It is not ever easy for any of us, and this is nothing new I know, and we all deal with loss in different ways. It is as they say “a process” that takes time and typically involves stages of grief. That may be true for you, as it has been for me. Give yourself time, and don’t be surprised if you feel anger, I have more than once. Don’t blame yourself and take on guilt, it only festers the pain of loss.

Ask for help if you need it. Reach out to others and try not to isolate yourself because it will not help over time to face your grief alone. I need a fair amount of time to myself normally, and a little more when I am grieving over loss, so it may help you, just not too much. Things will get better in time, but we need to heal. You will heal, as hard as it feels.

Begining the Healing Process

Healing does not mean you have forgotten your fallen friend, partner, or family member, not at all. Try to remember them when they were well and recall the joyous times they had with you, because these are the best memories, not the days or years of illness. Loss is hard.
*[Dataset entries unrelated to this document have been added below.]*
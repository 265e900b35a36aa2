//! WebSocket module — the room relay.
//!
//! - [`messages`]: Event envelopes and inbound frame decoding.
//! - [`manager`]: Room membership tracking and broadcast.
//! - [`handler`]: Axum WebSocket upgrade handler.

pub mod handler;
pub mod manager;
pub mod messages;

pub use handler::ws_handler;
pub use manager::RoomManager;
pub use messages::WsEvent;
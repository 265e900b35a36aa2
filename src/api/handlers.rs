use axum::Json;
use axum::extract::{Path, State};

use super::errors::ApiError;
use super::models::*;
use super::state::SharedState;

// =========================================================================
// Health
// =========================================================================

/// GET /health
pub async fn health(State(state): State<SharedState>) -> Json<HealthResponse> {
    let uptime = state.start_time.elapsed().as_secs();
    Json(HealthResponse {
        status: "ok".to_string(),
        version: env!("CARGO_PKG_VERSION").to_string(),
        service: "score-relay".to_string(),
        uptime,
        connections: state.rooms.total_connections().await,
    })
}

// =========================================================================
// Rooms
// =========================================================================

/// GET /api/rooms
pub async fn list_rooms(State(state): State<SharedState>) -> Json<RoomListResponse> {
    let rooms: Vec<RoomSummary> = state
        .rooms
        .active_rooms()
        .await
        .into_iter()
        .map(|(name, members)| RoomSummary { name, members })
        .collect();
    let total = rooms.len();
    Json(RoomListResponse { rooms, total })
}

/// GET /api/rooms/{room}
pub async fn get_room(
    Path(room): Path<String>,
    State(state): State<SharedState>,
) -> Result<Json<RoomSummary>, ApiError> {
    match state.rooms.room_size(&room).await {
        0 => Err(ApiError::RoomNotFound(room)),
        members => Ok(Json(RoomSummary {
            name: room,
            members,
        })),
    }
}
There are no right or wrong ways to deal with it and as much as we understand it to be a normal part of life, it hurts deeply. Faith can be helpful at these times, if you are a believer, no matter what the faith is. Community is always a place to go for support, whatever that community is.

This article represents the opinions, thoughts, and experiences of the author; none of this content has been paid for by any advertiser. The team does not recommend or endorse any products or treatments discussed herein. Learn more about how we maintain editorial integrity here.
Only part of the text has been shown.